Ichnotropis grandiceps Broadley, 1967

Ichnotropis grandiceps Broadley, 1967 View in CoL

Figures 15 View Figure 15 , 16 View Figure 16 ; Table 4 View Table 4

Taxonomic note.

This is the most recently described species of Ichnotropis . It was described from the western Zambezi Region in north-eastern Namibia, based on only three specimens, and was distinguished from sympatric I. capensis based on its larger size, rounded head and dorsal colouration ( Broadley 1967 b). This is a rarely documented species and it is only known from the type series, four additional specimens collected from north-eastern Namibia ( Haacke 1970), one specimen from Khaudum, Namibia ( van Breda 2023), and one specimen from western Zambia ( Pietersen et al. 2017). Conradie et al. (2022 a) tentatively assigned material from eastern Angola to this species based on shared morphology, but phylogenetic analyses (see Results) recover it as a separate sister lineage, which represents a candidate new species described below.

Holotype.

USNM 163989 , an adult male, collected ‘ 25 miles west of Mohembo, Botswana, on the border of the Caprivi Strip (South West Africa) ’, Namibia by T. N. Liversedge and S. W. Goussard on 20 May 1967 .

Paratypes.

NMZB-UM 16278 ( male) and USNM 163990 ( juvenile); same collection details as holotype .

General description.

A large, robust lacertid with a pointed snout. Head scalation weakly striated. Nostril pierced between three nasals; the supranasals are in broad contact behind the rostral; single frontonasal, as broad as long; paired prefrontal scales in broad contact medially; prefrontal separated from the anterior supraocular by a smaller scale (except on the right-side of TM 86237) and separated from supraciliaries by a smaller scale (except on the right-side of TM 38309); two large supraoculars, which are separated from the supraciliaries by one row of small scales (5–9) and preceded by a cluster of smaller scales (3–7); 2–3 post-supraocular scales; two loreal scales present, which are separated from the anterior supraocular by two scales; subocular in contact with lip; 4–5 (mostly five) supralabials in front of subocular; 5–7 (mostly six) infralabials; five chin shields, with the anterior three in broad contact; 4–5 (mostly five) supraciliaries; 44–47 (average: 45.6) midbody scale rows; 10 longitudinal rows of enlarged ventral plates; 27–31 (average: 28.3) transverse ventral scale rows; 20–26 subdigital lamellae under the 4 th toe; 8–14 femoral pores per thigh.
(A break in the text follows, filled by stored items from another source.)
use std::fmt;
use std::sync::Mutex;
use std::time::Duration;

use chrono::{DateTime, Utc};
use tracing::{debug, error, info, warn};

use veriflow_core::config::AppConfig;
use veriflow_core::{ChallengeState, Delay, RetryOutcome, RetryPolicy, VerifyError};

use crate::detector::ChallengeStateDetector;
use crate::diagnostics::{SnapshotPhase, SnapshotRecorder};
use crate::probe::{ChallengeLocator, ElementHandle, NestedWidgetLocator, PageProbe, ProbeError};

#[derive(Debug, Clone, Copy, PartialEq, Eq)]
pub enum ResolverPhase {
    Start,
    Probing,
    Resolving,
    Resolved,
    Failed,
}

impl fmt::Display for ResolverPhase {
    fn fmt(&self, f: &mut fmt::Formatter<'_>) -> fmt::Result {
        let name = match self {
            ResolverPhase::Start => "start",
            ResolverPhase::Probing => "probing",
            ResolverPhase::Resolving => "resolving",
            ResolverPhase::Resolved => "resolved",
            ResolverPhase::Failed => "failed",
        };
        f.write_str(name)
    }
}

#[derive(Debug, Clone)]
pub struct PhaseTransition {
    pub from: ResolverPhase,
    pub to: ResolverPhase,
    pub at: DateTime<Utc>,
    pub details: Option<String>,
}

/// Outcome of a successful [`ChallengeResolver::resolve`].
#[derive(Debug, Clone)]
pub struct Resolution {
    pub state: ChallengeState,
    pub rounds: u32,
    pub transitions: Vec<PhaseTransition>,
}

#[derive(Debug)]
struct PhaseLog {
    phase: ResolverPhase,
    transitions: Vec<PhaseTransition>,
}

impl PhaseLog {
    fn new() -> Self {
        Self {
            phase: ResolverPhase::Start,
            transitions: Vec::new(),
        }
    }

    fn advance(&mut self, to: ResolverPhase, details: Option<String>) {
        let from = std::mem::replace(&mut self.phase, to);
        debug!(from = %from, to = %to, "challenge phase");
        self.transitions.push(PhaseTransition {
            from,
            to,
            at: Utc::now(),
            details,
        });
    }
}

/// Locates and clicks a challenge widget until the page shows a known state.
pub struct ChallengeResolver<L = NestedWidgetLocator> {
    locator: L,
    detector: ChallengeStateDetector,
    snapshots: SnapshotRecorder,
    policy: RetryPolicy,
    click_delay: Delay,
    settle_delay: Delay,
}

impl ChallengeResolver<NestedWidgetLocator> {
    pub fn from_config(config: &AppConfig) -> Result<Self, VerifyError> {
        Ok(Self::new(
            NestedWidgetLocator::default(),
            ChallengeStateDetector::default(),
            SnapshotRecorder::from_config(&config.diagnostics),
            config.challenge.round_policy()?,
        )
        .with_delays(config.challenge.click_delay()?, config.challenge.settle_delay()?))
    }
}

impl<L: ChallengeLocator> ChallengeResolver<L> {
    pub fn new(
        locator: L,
        detector: ChallengeStateDetector,
        snapshots: SnapshotRecorder,
        policy: RetryPolicy,
    ) -> Self {
        Self {
            locator,
            detector,
            snapshots,
            policy: policy.fail_fast(true),
            click_delay: Delay::Jittered {
                min: Duration::from_secs(1),
                max: Duration::from_secs(3),
            },
            settle_delay: Delay::fixed_secs(2),
        }
    }

    /// Pause before the click and settle time after it.
    pub fn with_delays(mut self, click_delay: Delay, settle_delay: Delay) -> Self {
        self.click_delay = click_delay;
        self.settle_delay = settle_delay;
        self
    }

    pub async fn resolve(&self, probe: &dyn PageProbe) -> Result<Resolution, VerifyError> {
        info!("🛡 checking for challenge");
        self.snapshots.capture(probe, SnapshotPhase::Start).await;

        let log = Mutex::new(PhaseLog::new());
        advance(&log, ResolverPhase::Probing, None);

        let outcome = self
            .policy
            .execute(|round| self.round(probe, round, &log))
            .await;

        match outcome {
            RetryOutcome::Success((state, round)) => {
                advance(&log, ResolverPhase::Resolved, Some(format!("{:?}", state)));
                info!(state = ?state, round, "✅ challenge cleared");
                self.snapshots.capture(probe, SnapshotPhase::Success).await;
                Ok(Resolution {
                    state,
                    rounds: round,
                    transitions: into_transitions(log),
                })
            }
            RetryOutcome::Exhausted { attempts, .. } => {
                advance(&log, ResolverPhase::Failed, Some("rounds exhausted".into()));
                error!(rounds = attempts, "challenge still pending after all rounds");
                self.snapshots.capture(probe, SnapshotPhase::Failed).await;
                Err(VerifyError::ChallengeUnresolved { rounds: attempts })
            }
            RetryOutcome::Fatal(e) => {
                advance(&log, ResolverPhase::Failed, Some(e.to_string()));
                error!(error = %e, "challenge handling aborted");
                self.snapshots.capture(probe, SnapshotPhase::Error).await;
                Err(e)
            }
        }
    }

    /// One round: try the widget, then classify the page either way.
    async fn round(
        &self,
        probe: &dyn PageProbe,
        round: u32,
        log: &Mutex<PhaseLog>,
    ) -> Result<Option<(ChallengeState, u32)>, VerifyError> {
        debug!(round, "challenge round");
        if current_phase(log) == ResolverPhase::Resolving {
            advance(log, ResolverPhase::Probing, Some(format!("round {}", round)));
        }

        match self.locator.locate_challenge_input(probe).await {
            Ok(Some(input)) => {
                info!(round, "challenge widget found, clicking");
                advance(log, ResolverPhase::Resolving, Some(format!("round {}", round)));

                match self.click(probe, &input).await {
                    Ok(()) => {
                        self.snapshots.capture(probe, SnapshotPhase::Clicked).await;
                        if let Some(state) = self.detector.detect(probe).await {
                            return Ok(Some((state, round)));
                        }
                    }
                    Err(e) if e.is_fatal() => return Err(e.into()),
                    Err(e) => debug!(round, error = %e, "click attempt did not go through"),
                }
            }
            Ok(None) => debug!(round, "no challenge widget on page"),
            Err(e) if e.is_fatal() => return Err(e.into()),
            Err(e) => debug!(round, error = %e, "challenge widget lookup failed"),
        }

        match self.detector.detect(probe).await {
            Some(state) => Ok(Some((state, round))),
            None => {
                warn!(round, "page state unknown after round");
                Ok(None)
            }
        }
    }

    async fn click(&self, probe: &dyn PageProbe, input: &ElementHandle) -> Result<(), ProbeError> {
        self.click_delay.wait().await;
        probe.click(input).await?;
        self.settle_delay.wait().await;
        Ok(())
    }
}

fn advance(log: &Mutex<PhaseLog>, to: ResolverPhase, details: Option<String>) {
    if let Ok(mut log) = log.lock() {
        log.advance(to, details);
    }
}

fn current_phase(log: &Mutex<PhaseLog>) -> ResolverPhase {
    log.lock().map(|log| log.phase).unwrap_or(ResolverPhase::Failed)
}

fn into_transitions(log: Mutex<PhaseLog>) -> Vec<PhaseTransition> {
    log.into_inner()
        .map(|log| log.transitions)
        .unwrap_or_default()
}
Size: Adult specimens varied from 57.2–77.9 mm (mean: 65.6 mm) SVL and 103.4–148.0 mm (mean: 124.9 mm) TAIL. Largest female: 77.9 mm SVL (RE 211206 D 1 / NMNW R 12212 – Khaudum, Namibia); largest male: 70 mm SVL ( USNM 163989 – 40 km W of Mohembo, Botswana). Colouration (in preservative; Fig. 16 View Figure 16 ): Above pale grey-brown, with darker stippling and a few scattered dark black spots on the body and tail. A poorly defined dark brown dorsolateral band extends from the neck to the groin, where it breaks up into a line of lateral spots on the tail. Sides of the head and lower flanks white. Venter white. In juveniles or subadults (Fig. 15 View Figure 15 ), the dark brown lateral band is replaced by a mustard-coloured band ( Pietersen et al. 2017).

Distribution.

Known from northeastern Namibia and adjacent Botswana, and from western Zambia (Fig. 13 View Figure 13 ). The apparent gap in distribution between northeastern Namibia / Botswana and western Zambia likely reflects a lack of sampling, and the species’ range is believed to be more continuous.

Habitat and Natural History.

Ontogenetic colour differences have been observed between juveniles and adults (this study). Found in sympatry with I. capensis sensu lato. Associated with Baikiaea woodland on deep Kalahari alluvial sands and hard lime-rich soils in open woodland ( Haacke 1970; Pietersen et al. 2021).